Overall, this week’s focus on dataset balancing and model training has laid a solid foundation for further advancements in autonomous driving technologies. The insights gained from the cross-circuit evaluation will be invaluable for future iterations of the model, enabling continuous improvement in its performance and adaptability to various driving scenarios.

Objectives

  • Create circuit-based datasets by splitting 3 circuits for training and 1 for testing (4 combinations in total)
  • Visualize angular velocity distributions in each dataset to understand steering diversity.
  • Balance the datasets by applying upsampling/downsampling to maintain 5,000 samples per steering class.
  • Train models using the NVIDIA PilotNet architecture on each dataset.
  • Visualize training and testing loss to evaluate model performance and generalization.

Execution

The Follow-Line exercise in RoboticsAcademy features four distinct circuits, each with varying layouts, curves, and difficulty levels.
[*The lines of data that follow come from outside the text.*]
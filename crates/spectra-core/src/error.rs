use rusqlite::ErrorCode;
use std::fmt;
use thiserror::Error;

/// The kinds of entities a lookup can fail to find.
#[derive(Debug, Clone, Copy, PartialEq, Eq)]
pub enum EntityKind {
    Attribute,
    Category,
    Record,
    HierarchyNode,
    Campaign,
    TaxonomyNode,
    EavEntry,
}

impl fmt::Display for EntityKind {
    fn fmt(&self, f: &mut fmt::Formatter<'_>) -> fmt::Result {
        let name = match self {
            EntityKind::Attribute => "Attribute",
            EntityKind::Category => "Category",
            EntityKind::Record => "Record",
            EntityKind::HierarchyNode => "Hierarchy node",
            EntityKind::Campaign => "Campaign",
            EntityKind::TaxonomyNode => "Taxonomy node",
            EntityKind::EavEntry => "Metadata entry",
        };
        f.write_str(name)
    }
}

#[derive(Error, Debug)]
pub enum SpectraError {
    #[error("{kind} not found: {key}")]
    NotFound { kind: EntityKind, key: String },

    #[error("Integrity violation during {op}: {detail}")]
    IntegrityViolation { op: String, detail: String },

    #[error("Invalid predicate: {0}")]
    InvalidPredicate(String),

    #[error("Attribute '{attribute}' holds {expected} values, got {found}")]
    TypeMismatch {
        attribute: String,
        expected: String,
        found: String,
    },

    #[error("Invalid argument: {0}")]
    InvalidArgument(String),

    #[error("Backing store error during {op}: {source}")]
    BackingStore {
        op: String,
        #[source]
        source: rusqlite::Error,
    },

    #[error("Database lock poisoned during {0}")]
    LockPoisoned(String),

    #[error("IO error: {0}")]
    Io(#[from] std::io::Error),

    #[error("Configuration error: {0}")]
    Config(String),
}

impl SpectraError {
    pub fn not_found(kind: EntityKind, key: impl fmt::Display) -> Self {
        SpectraError::NotFound {
            kind,
            key: key.to_string(),
        }
    }

    pub fn integrity(op: impl Into<String>, detail: impl Into<String>) -> Self {
        SpectraError::IntegrityViolation {
            op: op.into(),
            detail: detail.into(),
        }
    }

    /// Classify a store failure. Constraint failures (foreign keys, uniqueness)
    /// are integrity violations; everything else is a backing store error.
    ///
    /// Statement text is dropped from prepare errors: a compiled query can carry
    /// thousands of placeholders, and the operation name already says where it failed.
    pub fn from_store(op: &str, source: rusqlite::Error) -> Self {
        let source = match source {
            rusqlite::Error::SqlInputError {
                error, msg, offset, ..
            } => rusqlite::Error::SqliteFailure(
                error,
                Some(format!("{} at offset {}", msg, offset)),
            ),
            other => other,
        };
        if let rusqlite::Error::SqliteFailure(failure, message) = &source {
            if failure.code == ErrorCode::ConstraintViolation {
                return SpectraError::IntegrityViolation {
                    op: op.to_string(),
                    detail: message.clone().unwrap_or_else(|| failure.to_string()),
                };
            }
        }
        SpectraError::BackingStore {
            op: op.to_string(),
            source,
        }
    }

    /// True for errors caused by the caller's request rather than the store.
    pub fn is_caller_error(&self) -> bool {
        matches!(
            self,
            SpectraError::NotFound { .. }
                | SpectraError::InvalidPredicate(_)
                | SpectraError::TypeMismatch { .. }
                | SpectraError::InvalidArgument(_)
        )
    }
}

pub type Result<T> = std::result::Result<T, SpectraError>;

/// Attaches an operation description to raw store results.
pub(crate) trait StoreContext<T> {
    fn during(self, op: &str) -> Result<T>;
}

impl<T> StoreContext<T> for std::result::Result<T, rusqlite::Error> {
    fn during(self, op: &str) -> Result<T> {
        self.map_err(|e| SpectraError::from_store(op, e))
    }
}

#[cfg(test)]
mod tests {
    use super::*;

    #[test]
    fn constraint_failures_become_integrity_violations() {
        let conn = rusqlite::Connection::open_in_memory().unwrap();
        conn.execute_batch("CREATE TABLE t (x INTEGER UNIQUE); INSERT INTO t VALUES (1);")
            .unwrap();
        let err = conn
            .execute("INSERT INTO t VALUES (1)", [])
            .during("insert duplicate")
            .unwrap_err();
        assert!(matches!(err, SpectraError::IntegrityViolation { .. }));
        assert!(err.to_string().contains("insert duplicate"));
    }

    #[test]
    fn other_failures_become_backing_store_errors() {
        let conn = rusqlite::Connection::open_in_memory().unwrap();
        let err = conn
            .execute("SELECT * FROM missing_table", [])
            .during("select missing")
            .unwrap_err();
        assert!(matches!(err, SpectraError::BackingStore { .. }));
        assert!(!err.is_caller_error());
    }

    #[test]
    fn statement_text_is_left_out_of_store_errors() {
        let conn = rusqlite::Connection::open_in_memory().unwrap();
        let filler = "?,".repeat(2000);
        let sql = format!("SELECT * FROM missing_table WHERE x IN ({}?)", filler);
        let err = conn
            .prepare(&sql)
            .map(|_| ())
            .during("prepare wide select")
            .unwrap_err();
        let message = err.to_string();
        assert!(message.contains("prepare wide select"));
        assert!(message.contains("missing_table"));
        assert!(!message.contains("?,?,?"));
        assert!(message.len() < 200);
    }

    #[test]
    fn not_found_formats_kind_and_key() {
        let err = SpectraError::not_found(EntityKind::HierarchyNode, 42);
        assert_eq!(err.to_string(), "Hierarchy node not found: 42");
        assert!(err.is_caller_error());
    }
}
Understanding how well a trained model performs on specific tracks can indicate its ability to generalize to previously unseen tracks. They are:

  • Simple circuit
  • Montreal circuit
  • Montmelo Circuit
  • Nürburgring circuit

I adopted a cross-circuit evaluation strategy by creating four separate datasets, each containing:

  • Three circuits were used for training
  • One distinct circuit was used for testing

Regarding the four unique follow-line circuit datasets, they are four possible datasets. They are:

  • Dataset: 1

    Train: Simple, Montreal, Montmelo Circuit

    Test: Nürburgring Circuit

  • Dataset: 2

    Train: Simple, Montmelo, Nürburgring Circuit

    Test: Montreal Circuit

  • Dataset: 3

    Train: Simple, Montreal, Nürburgring Circuit

    Test: Montmelo Circuit

  • Dataset: 4

    Train: Montreal, Montmelo, Nürburgring Circuit

    Test: Simple Circuit

Datasets Visualization

After preparing the datasets, I created angular velocity histograms to observe the distribution of steering directions in each split. This analysis revealed class imbalance, especially underrepresented sharp turns.

Dataset 01

week-7-img-1 Train: Simple, Montreal, Montmelo
week-7-img-2 Test: Nürburgring

Dataset 02

week-7-img-1 Train: Simple, Montmelo, Nürburgring Circuit
week-7-img-2 Test: Montreal Circuit

Dataset 03

week-7-img-1 Train: Simple, Montreal, Nürburgring Circuit
week-7-img-2 Test: Montmelo Circuit

Dataset 04

week-7-img-1 Train: Montreal, Montmelo, Nürburgring
week-7-img-2 Test: Simple

Balanced Datasets

To address the class imbalance, I applied upsampling and downsampling techniques to ensure that each dataset contained 5,000 samples per steering class. This balancing process was crucial for training the model effectively, as it allowed the model to learn from a diverse set of steering angles, including sharp turns and straight paths.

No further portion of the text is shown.